** DESCRIPTION OF THE TASK **
Which lines of the records contain the word "that"? Copy each one.

::: PROVIDED ENTRIES

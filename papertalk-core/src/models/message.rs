use chrono::{DateTime, Utc};
use serde::{Deserialize, Serialize};
use uuid::Uuid;

use super::Citation;

#[derive(Debug, Clone, Copy, PartialEq, Eq, Serialize, Deserialize)]
#[serde(rename_all = "snake_case")]
pub enum Role {
    User,
    Assistant,
}

/// Lifecycle of a message. User messages are created `Complete`.
#[derive(Debug, Clone, Copy, PartialEq, Eq, Serialize, Deserialize)]
#[serde(rename_all = "snake_case")]
pub enum MessageState {
    Pending,
    Streaming,
    Complete,
    Errored,
}

impl MessageState {
    pub fn is_terminal(self) -> bool {
        matches!(self, MessageState::Complete | MessageState::Errored)
    }
}

#[derive(Debug, Clone, PartialEq, Eq, Serialize, Deserialize)]
pub struct MessageMetadata {
    pub citations: Vec<Citation>,
}

#[derive(Debug, Clone, PartialEq, Eq, Serialize, Deserialize)]
pub struct Message {
    pub id: String,
    pub role: Role,
    pub content: String,
    pub state: MessageState,
    pub created_at: DateTime<Utc>,
    #[serde(skip_serializing_if = "Option::is_none")]
    pub metadata: Option<MessageMetadata>,
}

impl Message {
    pub fn user(content: impl Into<String>) -> Self {
        Self {
            id: Uuid::new_v4().to_string(),
            role: Role::User,
            content: content.into(),
            state: MessageState::Complete,
            created_at: Utc::now(),
            metadata: None,
        }
    }

    /// Empty assistant placeholder awaiting its first chunk.
    pub fn assistant_placeholder() -> Self {
        Self {
            id: Uuid::new_v4().to_string(),
            role: Role::Assistant,
            content: String::new(),
            state: MessageState::Pending,
            created_at: Utc::now(),
            metadata: None,
        }
    }

    pub fn citations(&self) -> Option<&[Citation]> {
        self.metadata.as_ref().map(|m| m.citations.as_slice())
    }
}
//! Process-wide single-slot session storage.
//!
//! The store starts empty on every run and is never persisted. Cloning a
//! `SessionStore` shares the same slot, so the upload path, the chat client and
//! the message log all observe one session.

use std::sync::Arc;

use arc_swap::ArcSwapOption;

use crate::models::Session;

#[derive(Debug, Clone, Default)]
pub struct SessionStore {
    slot: Arc<ArcSwapOption<Session>>,
}

impl SessionStore {
    pub fn new() -> Self {
        Self::default()
    }

    /// Install a session for `token`, replacing any previous one.
    pub fn put(&self, token: impl Into<String>) -> Arc<Session> {
        let session = Arc::new(Session::for_upload(token));
        let previous = self.slot.swap(Some(session.clone()));
        tracing::info!(
            token_len = session.token.len(),
            replaced = previous.is_some(),
            "Session installed"
        );
        session
    }

    pub fn get(&self) -> Option<Arc<Session>> {
        self.slot.load_full()
    }

    pub fn token(&self) -> Option<String> {
        self.get().map(|s| s.token.clone())
    }

    pub fn is_active(&self) -> bool {
        self.slot.load().is_some()
    }

    pub fn clear(&self) {
        if self.slot.swap(None).is_some() {
            tracing::info!("Session cleared");
        }
    }
}

#[cfg(test)]
mod tests {
    use super::*;

    #[test]
    fn test_new_store_is_empty() {
        let store = SessionStore::new();
        assert!(store.get().is_none());
        assert!(store.token().is_none());
        assert!(!store.is_active());
    }

    #[test]
    fn test_put_overwrites_previous_token() {
        let store = SessionStore::new();
        store.put("first");
        store.put("second");

        let session = store.get().expect("session should be present");
        assert_eq!(session.token, "second");
        assert!(session.has_artifact);
    }

    #[test]
    fn test_clones_share_one_slot() {
        let store = SessionStore::new();
        let other = store.clone();

        store.put("shared");
        assert_eq!(other.token().as_deref(), Some("shared"));

        other.clear();
        assert!(store.token().is_none());
    }

    #[test]
    fn test_clear_on_empty_store_is_noop() {
        let store = SessionStore::new();
        store.clear();
        assert!(!store.is_active());
    }

    #[test]
    fn test_concurrent_readers_never_see_torn_tokens() {
        let store = SessionStore::new();
        store.put("a".repeat(64));

        let writer = {
            let store = store.clone();
            std::thread::spawn(move || {
                for i in 0..500 {
                    if i % 2 == 0 {
                        store.put("b".repeat(64));
                    } else {
                        store.put("a".repeat(64));
                    }
                }
            })
        };

        for _ in 0..500 {
            let token = store.token().expect("slot is never cleared here");
            assert!(token == "a".repeat(64) || token == "b".repeat(64));
        }
        writer.join().unwrap();
    }
}
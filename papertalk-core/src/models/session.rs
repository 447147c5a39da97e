use chrono::{DateTime, Utc};
use serde::{Deserialize, Serialize};

/// Binding between a server-issued session token and an uploaded artifact.
#[derive(Debug, Clone, PartialEq, Eq, Serialize, Deserialize)]
pub struct Session {
    pub token: String,
    pub has_artifact: bool,
    pub created_at: DateTime<Utc>,
}

impl Session {
    /// A session produced by a successful upload.
    pub fn for_upload(token: impl Into<String>) -> Self {
        Self {
            token: token.into(),
            has_artifact: true,
            created_at: Utc::now(),
        }
    }
}
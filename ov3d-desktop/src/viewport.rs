//! Render viewport: pointer input translation and polygon painting

use eframe::egui::{self, Color32, Pos2, Sense, Shape, Stroke};
use ov3d_core::{Mesh, Projector, RenderMode, ViewEvent, ViewState};

const BACKGROUND: Color32 = Color32::from_rgb(12, 12, 16);
const FOREGROUND: Color32 = Color32::from_rgb(210, 210, 215);
const WIREFRAME_WIDTH: f32 = 1.0;

pub fn show(ui: &mut egui::Ui, mesh: &Mesh, extent: f32, view: &mut ViewState) {
    let (rect, response) = ui.allocate_exact_size(ui.available_size(), Sense::click_and_drag());

    // Pointer input becomes view events, applied before this frame's paint
    if response.dragged_by(egui::PointerButton::Primary) {
        let delta = response.drag_delta();
        view.apply(ViewEvent::Rotate {
            dx: delta.x,
            dy: delta.y,
        });
    }
    if response.dragged_by(egui::PointerButton::Secondary) {
        let delta = response.drag_delta();
        view.apply(ViewEvent::Pan {
            dx: delta.x,
            dy: delta.y,
        });
    }
    if response.hovered() {
        let scroll = ui.input(|i| i.raw_scroll_delta.y);
        if scroll != 0.0 {
            let notches = if scroll > 0.0 { 1 } else { -1 };
            view.apply(ViewEvent::Zoom { notches });
        }
    }

    if !ui.is_rect_visible(rect) {
        return;
    }

    let painter = ui.painter_at(rect);
    painter.rect_filled(rect, 0.0, BACKGROUND);

    if mesh.is_empty() {
        painter.text(
            rect.center(),
            egui::Align2::CENTER_CENTER,
            "no model loaded",
            egui::FontId::proportional(16.0),
            FOREGROUND,
        );
        return;
    }

    // Full recomputation over all faces, drawn in mesh order
    let projector = Projector::new(view, rect.width(), rect.height(), extent);
    for face in &mesh.faces {
        let points: Vec<Pos2> = projector
            .project_face(mesh, face)
            .into_iter()
            .map(|p| rect.left_top() + egui::vec2(p.x, p.y))
            .collect();
        if points.is_empty() {
            continue;
        }
        match view.mode {
            RenderMode::Filled => {
                painter.add(Shape::convex_polygon(points, FOREGROUND, Stroke::NONE));
            }
            RenderMode::Wireframe => {
                painter.add(Shape::closed_line(
                    points,
                    Stroke::new(WIREFRAME_WIDTH, FOREGROUND),
                ));
            }
        }
    }
}
/// Geometry primitives for the mesh viewer
use nalgebra::Point3;

/// A polygonal face referencing vertices by 0-based index.
///
/// Faces keep whatever vertex count the source file gave them; entries of
/// length 1 or 2 are legal and render as degenerate polygons.
#[derive(Debug, Clone, PartialEq, Eq)]
pub struct Face {
    pub indices: Vec<usize>,
}

impl Face {
    pub fn new(indices: Vec<usize>) -> Self {
        Self { indices }
    }
}

/// A 3D mesh: a vertex list plus faces indexing into it.
#[derive(Debug, Clone, Default)]
pub struct Mesh {
    pub vertices: Vec<Point3<f32>>,
    pub faces: Vec<Face>,
}

impl Mesh {
    pub fn new() -> Self {
        Self {
            vertices: Vec::new(),
            faces: Vec::new(),
        }
    }

    /// True when the mesh holds no vertices at all.
    pub fn is_empty(&self) -> bool {
        self.vertices.is_empty()
    }

    /// Drop all vertices and faces so the instance can be repopulated.
    pub fn clear(&mut self) {
        self.vertices.clear();
        self.faces.clear();
    }

    pub fn add_vertex(&mut self, x: f32, y: f32, z: f32) {
        self.vertices.push(Point3::new(x, y, z));
    }

    pub fn add_face(&mut self, face: Face) {
        self.faces.push(face);
    }

    /// Axis-aligned bounding box over all vertices, or `None` when empty.
    pub fn bounds(&self) -> Option<(Point3<f32>, Point3<f32>)> {
        let first = self.vertices.first()?;
        let mut min = *first;
        let mut max = *first;
        for v in &self.vertices[1..] {
            for axis in 0..3 {
                min[axis] = min[axis].min(v[axis]);
                max[axis] = max[axis].max(v[axis]);
            }
        }
        Some((min, max))
    }

    /// Largest bounding-box dimension, used to normalize the screen scale.
    ///
    /// An empty mesh reports 1.0 so the scale computation never divides by
    /// zero.
    pub fn extent(&self) -> f32 {
        match self.bounds() {
            Some((min, max)) => {
                let size = max - min;
                size.x.max(size.y).max(size.z)
            }
            None => 1.0,
        }
    }

    /// Create an axis-aligned cube with quad faces, for tests and demos.
    pub fn cube(size: f32) -> Self {
        let half = size / 2.0;
        let mut mesh = Self::new();

        for &z in &[-half, half] {
            mesh.add_vertex(-half, -half, z);
            mesh.add_vertex(half, -half, z);
            mesh.add_vertex(half, half, z);
            mesh.add_vertex(-half, half, z);
        }

        // Back, front, then the four side quads
        mesh.add_face(Face::new(vec![0, 1, 2, 3]));
        mesh.add_face(Face::new(vec![4, 5, 6, 7]));
        mesh.add_face(Face::new(vec![0, 1, 5, 4]));
        mesh.add_face(Face::new(vec![1, 2, 6, 5]));
        mesh.add_face(Face::new(vec![2, 3, 7, 6]));
        mesh.add_face(Face::new(vec![3, 0, 4, 7]));

        mesh
    }
}
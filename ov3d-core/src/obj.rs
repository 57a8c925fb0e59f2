/// OBJ subset parser: vertex and face records only
///
/// The viewer consumes a line-oriented slice of the OBJ format:
///
/// ```text
/// v <x> <y> <z>      vertex position (extra tokens ignored)
/// f <ref> <ref> ...  face; each <ref> is `index` or `index/...`,
///                    only the 1-based vertex index is used
/// ```
///
/// Every other record (`vn`, `vt`, comments, groups, materials) is skipped
/// without error. A vertex line with fewer than three coordinates is skipped
/// too; a coordinate or index token that fails to parse aborts the load.
use nom::{character::complete::u32 as uint, combinator::all_consuming, number::complete::float, IResult};
use std::fs::File;
use std::io::{BufRead, BufReader};
use std::path::{Path, PathBuf};
use thiserror::Error;

use crate::geometry::{Face, Mesh};

/// Errors surfaced by the mesh loader.
///
/// `FileNotFound` is kept distinct from other I/O failures so the front-end
/// can report a missing model without treating it as a crash.
#[derive(Debug, Error)]
pub enum ObjError {
    #[error("mesh file not found: {path}")]
    FileNotFound { path: PathBuf },

    #[error("I/O error: {0}")]
    Io(#[from] std::io::Error),

    #[error("line {line}: malformed coordinate {token:?}")]
    MalformedNumber { line: usize, token: String },

    #[error("line {line}: malformed vertex index {token:?}")]
    MalformedIndex { line: usize, token: String },
}

/// Load a mesh from an OBJ file.
pub fn load_obj<P: AsRef<Path>>(path: P) -> Result<Mesh, ObjError> {
    let path = path.as_ref();
    let file = File::open(path).map_err(|e| {
        if e.kind() == std::io::ErrorKind::NotFound {
            ObjError::FileNotFound {
                path: path.to_path_buf(),
            }
        } else {
            ObjError::Io(e)
        }
    })?;

    let mut mesh = Mesh::new();
    parse_obj(BufReader::new(file), &mut mesh)?;
    Ok(mesh)
}

/// Load a mesh into an existing instance, resetting it first.
///
/// On failure the target is left empty rather than partially populated.
pub fn load_obj_into<P: AsRef<Path>>(path: P, mesh: &mut Mesh) -> Result<(), ObjError> {
    mesh.clear();
    *mesh = load_obj(path)?;
    Ok(())
}

/// Parse OBJ text from any buffered reader into `mesh`.
///
/// The mesh is cleared before the first line is read.
pub fn parse_obj<R: BufRead>(reader: R, mesh: &mut Mesh) -> Result<(), ObjError> {
    mesh.clear();
    for (index, line) in reader.lines().enumerate() {
        let line = line?;
        parse_line(line.trim(), index + 1, mesh)?;
    }
    Ok(())
}

fn parse_line(line: &str, number: usize, mesh: &mut Mesh) -> Result<(), ObjError> {
    let mut tokens = line.split_whitespace();
    match tokens.next() {
        Some("v") => parse_vertex(tokens, number, mesh),
        Some("f") => parse_face(tokens, number, mesh),
        // Normals, texture coordinates, comments, groups, blank lines
        _ => Ok(()),
    }
}

fn parse_vertex<'a, I>(mut tokens: I, number: usize, mesh: &mut Mesh) -> Result<(), ObjError>
where
    I: Iterator<Item = &'a str>,
{
    // A vertex record needs three coordinates; shorter lines are skipped
    // before any token is parsed. Tokens past the third are ignored.
    let (Some(x), Some(y), Some(z)) = (tokens.next(), tokens.next(), tokens.next()) else {
        return Ok(());
    };
    mesh.add_vertex(
        parse_coordinate(x, number)?,
        parse_coordinate(y, number)?,
        parse_coordinate(z, number)?,
    );
    Ok(())
}

fn parse_face<'a, I>(tokens: I, number: usize, mesh: &mut Mesh) -> Result<(), ObjError>
where
    I: Iterator<Item = &'a str>,
{
    let mut indices = Vec::new();
    for token in tokens {
        indices.push(parse_index(token, number)?);
    }
    // An `f` line with no references produces no face at all
    if !indices.is_empty() {
        mesh.add_face(Face::new(indices));
    }
    Ok(())
}

fn float_token(input: &str) -> IResult<&str, f32> {
    float(input)
}

fn uint_token(input: &str) -> IResult<&str, u32> {
    uint(input)
}

fn parse_coordinate(token: &str, line: usize) -> Result<f32, ObjError> {
    match all_consuming(float_token)(token) {
        Ok((_, value)) => Ok(value),
        Err(_) => Err(ObjError::MalformedNumber {
            line,
            token: token.to_string(),
        }),
    }
}

/// Parse one face reference, keeping only the part before the first `/`.
///
/// Indices are 1-based in the file; the stored index is 0-based. A zero
/// index has no 0-based counterpart and is rejected with the rest of the
/// malformed tokens.
fn parse_index(token: &str, line: usize) -> Result<usize, ObjError> {
    let head = token.split('/').next().unwrap_or(token);
    match all_consuming(uint_token)(head) {
        Ok((_, index)) if index >= 1 => Ok(index as usize - 1),
        _ => Err(ObjError::MalformedIndex {
            line,
            token: token.to_string(),
        }),
    }
}

#[cfg(test)]
mod tests {
    use super::*;
    use std::io::Cursor;

    fn parse(text: &str) -> Result<Mesh, ObjError> {
        let mut mesh = Mesh::new();
        parse_obj(Cursor::new(text), &mut mesh)?;
        Ok(mesh)
    }

    #[test]
    fn test_parse_vertex() {
        let mesh = parse("v 1 2 3").unwrap();
        assert_eq!(mesh.vertices.len(), 1);
        assert_eq!(mesh.vertices[0], nalgebra::Point3::new(1.0, 2.0, 3.0));
    }

    #[test]
    fn test_short_vertex_line_is_skipped() {
        let mesh = parse("v 1 2").unwrap();
        assert!(mesh.vertices.is_empty());
    }

    #[test]
    fn test_extra_vertex_tokens_are_ignored() {
        let mesh = parse("v 1 2 3 0.5 0.5").unwrap();
        assert_eq!(mesh.vertices.len(), 1);
    }

    #[test]
    fn test_parse_face() {
        let mesh = parse("f 1 2 3").unwrap();
        assert_eq!(mesh.faces.len(), 1);
        assert_eq!(mesh.faces[0].indices, vec![0, 1, 2]);
    }

    #[test]
    fn test_face_reference_keeps_pre_slash_index() {
        let mesh = parse("f 1/2/3 4/5/6").unwrap();
        assert_eq!(mesh.faces[0].indices, vec![0, 3]);
    }

    #[test]
    fn test_empty_face_line_produces_no_face() {
        let mesh = parse("f").unwrap();
        assert!(mesh.faces.is_empty());
    }

    #[test]
    fn test_unknown_records_are_ignored() {
        let text = "# comment\nvn 0 0 1\nvt 0.5 0.5\ng group\nusemtl red\n\nv 1 2 3\n";
        let mesh = parse(text).unwrap();
        assert_eq!(mesh.vertices.len(), 1);
        assert!(mesh.faces.is_empty());
    }

    #[test]
    fn test_whitespace_runs_are_one_delimiter() {
        let mesh = parse("   v \t 1   2 \t 3   ").unwrap();
        assert_eq!(mesh.vertices.len(), 1);
    }

    #[test]
    fn test_malformed_coordinate_aborts() {
        let err = parse("v 1 2 x").unwrap_err();
        assert!(matches!(err, ObjError::MalformedNumber { line: 1, .. }));
    }

    #[test]
    fn test_malformed_index_aborts() {
        let err = parse("f 1 banana 3").unwrap_err();
        assert!(matches!(err, ObjError::MalformedIndex { line: 1, .. }));
    }

    #[test]
    fn test_zero_index_is_rejected() {
        let err = parse("f 0 1 2").unwrap_err();
        assert!(matches!(err, ObjError::MalformedIndex { .. }));
    }

    #[test]
    fn test_unit_corner_pattern() {
        let text = "v 0 0 0\nv 1 0 0\nv 0 1 0\nv 0 0 1\n";
        let mesh = parse(text).unwrap();
        assert_eq!(mesh.vertices.len(), 4);
        assert_eq!(mesh.faces.len(), 0);
        assert!((mesh.extent() - 1.0).abs() < 1e-6);
    }

    #[test]
    fn test_missing_file_is_distinguishable() {
        let err = load_obj("no/such/model.obj").unwrap_err();
        assert!(matches!(err, ObjError::FileNotFound { .. }));
    }

    #[test]
    fn test_failed_load_into_leaves_mesh_empty() {
        let mut mesh = Mesh::cube(1.0);
        let result = load_obj_into("no/such/model.obj", &mut mesh);
        assert!(result.is_err());
        assert!(mesh.is_empty());
    }

    #[test]
    fn test_parse_resets_previous_contents() {
        let mut mesh = Mesh::cube(1.0);
        parse_obj(Cursor::new("v 9 9 9"), &mut mesh).unwrap();
        assert_eq!(mesh.vertices.len(), 1);
        assert!(mesh.faces.is_empty());
    }
}
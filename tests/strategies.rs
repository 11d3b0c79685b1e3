use arbiter::{CompareOp, Context, DecisionTable, DecisionTableBuilder, Rule, Value};
use proptest::prelude::*;

// --- Fixed variable schema ---
// x    : i64 (0..=20)
// y    : i64 (0..=20)
// rnd  : supplied by the table (0..100)

const VARS: &[&str] = &["x", "y", "rnd"];
const OPS: &[CompareOp] = &[
    CompareOp::Eq,
    CompareOp::Neq,
    CompareOp::Gt,
    CompareOp::Gte,
    CompareOp::Lt,
    CompareOp::Lte,
];

/// Generate a context that aligns with the fixed variable schema.
pub fn arb_context() -> impl Strategy<Value = Context> {
    (0_i64..=20, 0_i64..=20).prop_map(|(x, y)| Context::new().set("x", x).set("y", y))
}

/// A generated comparison `var op literal`, kept in structured form so tests
/// can compute the expected result without going through the evaluator.
#[derive(Debug, Clone)]
pub struct GenCondition {
    pub var: &'static str,
    pub op: CompareOp,
    pub literal: i64,
}

impl GenCondition {
    pub fn source(&self) -> String {
        format!("{} {} {}", self.var, self.op, self.literal)
    }

    /// Reference result of the comparison for the given variable values.
    pub fn holds(&self, x: i64, y: i64, rnd: i64) -> bool {
        let lhs = match self.var {
            "x" => x,
            "y" => y,
            _ => rnd,
        };
        let rhs = self.literal;
        match self.op {
            CompareOp::Eq => lhs == rhs,
            CompareOp::Neq => lhs != rhs,
            CompareOp::Gt => lhs > rhs,
            CompareOp::Gte => lhs >= rhs,
            CompareOp::Lt => lhs < rhs,
            CompareOp::Lte => lhs <= rhs,
        }
    }
}

fn arb_condition() -> impl Strategy<Value = GenCondition> {
    (
        prop::sample::select(VARS),
        prop::sample::select(OPS),
        0_i64..=100,
    )
        .prop_map(|(var, op, literal)| GenCondition { var, op, literal })
}

/// A generated rule: condition, negate flag and a unique integer outcome.
#[derive(Debug, Clone)]
pub struct GenRule {
    pub condition: GenCondition,
    pub negate: bool,
}

/// A complete generated table configuration.
#[derive(Debug, Clone)]
pub struct GenTable {
    pub rules: Vec<GenRule>,
    pub break_on_match: bool,
    pub rnd: i32,
}

impl GenTable {
    /// Build into an actual `DecisionTable`. Rule `i` has outcome `i`.
    ///
    /// # Panics
    ///
    /// Panics if the generated table fails to compile (should not happen
    /// with valid generators).
    #[must_use]
    pub fn build(&self) -> DecisionTable {
        let rules = self.rules.iter().enumerate().map(|(i, r)| {
            let mut rule = Rule::new(format!("rule_{i}"), r.condition.source())
                .with_outcome(Value::Int(i as i64));
            rule.negate = r.negate;
            rule
        });
        DecisionTableBuilder::new()
            .break_on_match(self.break_on_match)
            .rnd(self.rnd)
            .rules(rules)
            .build()
            .expect("generated table should compile")
    }

    /// Indices of the rules that match, per the reference model, ignoring
    /// break-on-match.
    pub fn matching(&self, ctx: &Context) -> Vec<usize> {
        let x = int(ctx, "x");
        let y = int(ctx, "y");
        self.rules
            .iter()
            .enumerate()
            .filter(|(_, r)| r.condition.holds(x, y, i64::from(self.rnd)) != r.negate)
            .map(|(i, _)| i)
            .collect()
    }
}

fn int(ctx: &Context, name: &str) -> i64 {
    match ctx.get(name) {
        Some(Value::Int(v)) => *v,
        other => panic!("expected int for {name}, got {other:?}"),
    }
}

/// Generate a table with 0..=8 rules.
pub fn arb_table() -> impl Strategy<Value = GenTable> {
    (
        prop::collection::vec(
            (arb_condition(), any::<bool>())
                .prop_map(|(condition, negate)| GenRule { condition, negate }),
            0..=8,
        ),
        any::<bool>(),
        0_i32..100,
    )
        .prop_map(|(rules, break_on_match, rnd)| GenTable {
            rules,
            break_on_match,
            rnd,
        })
}
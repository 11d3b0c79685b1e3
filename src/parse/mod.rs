mod error;
mod grammar;

pub use error::ParseError;

use crate::Expr;

/// Parse a single boolean expression in the built-in expression language.
///
/// # Errors
///
/// Returns [`ParseError`] if the input is not a complete, valid expression.
pub fn parse(input: &str) -> Result<Expr, ParseError> {
    use winnow::Parser;
    grammar::expression
        .parse(input)
        .map_err(|e| ParseError::new(e.to_string()))
}
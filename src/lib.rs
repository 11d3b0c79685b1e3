//! Ordered decision tables over pluggable boolean expressions.
//!
//! A [`DecisionTable`] holds rules in precedence order. Each rule pairs a
//! boolean expression with an outcome; [`DecisionTable::evaluate()`] runs the
//! rules against a [`Context`] and reports which ones fired and which outcome
//! won. Expressions are compiled once, when the table is built, by an
//! [`ExpressionEvaluator`]; [`BuiltinEvaluator`] is used unless another is
//! supplied.

mod compile;
mod error;
mod evaluate;
pub mod expression;
pub mod parse;
mod types;

pub use error::ArbiterError;
pub use evaluate::RND_VARIABLE;
pub use expression::{
    Bindings, BuiltinEvaluator, CompiledExpression, ExprError, ExpressionEvaluator,
};
pub use parse::ParseError;
pub use types::{
    lit, roll, var, ArithOp, CompareOp, CompileError, Context, DecisionTable,
    DecisionTableBuilder, EvalError, Expr, ResultSet, Rule, RuleBuilder, ScoreTable,
    TableDefinition, Value, RND_RANGE,
};
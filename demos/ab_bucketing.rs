use arbiter::{Context, DecisionTableBuilder};
use rand::rngs::StdRng;
use rand::SeedableRng;

fn main() {
    let base = DecisionTableBuilder::new()
        .title("checkout experiment")
        .break_on_match(true)
        .rule("control", |r| r.when("rnd < 50").outcome("control"))
        .rule("variant a", |r| r.when("rnd < 80").outcome("variant a"))
        .rule("variant b", |r| r.when("rnd < 100").outcome("variant b"))
        .build()
        .expect("failed to build decision table");

    // Seeded so the run is reproducible
    let mut rng = StdRng::seed_from_u64(2024);
    let ctx = Context::new();

    for visitor in 0..10 {
        let table = base.rerolled(&mut rng);
        let bucket = table
            .evaluate(&ctx)
            .map(|r| r.into_final_decision())
            .unwrap_or_default();
        match bucket {
            Some(bucket) => println!("visitor {visitor}: rnd = {:>2} -> {bucket}", table.rnd()),
            None => println!("visitor {visitor}: rnd = {:>2} -> unassigned", table.rnd()),
        }
    }
}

::::::

** SOLUTION TO THIS TASK **
/// too; a coordinate or index token that fails to parse aborts the load.
/// Generate a context that aligns with the fixed variable schema.
    /// Indices of the rules that match, per the reference model, ignoring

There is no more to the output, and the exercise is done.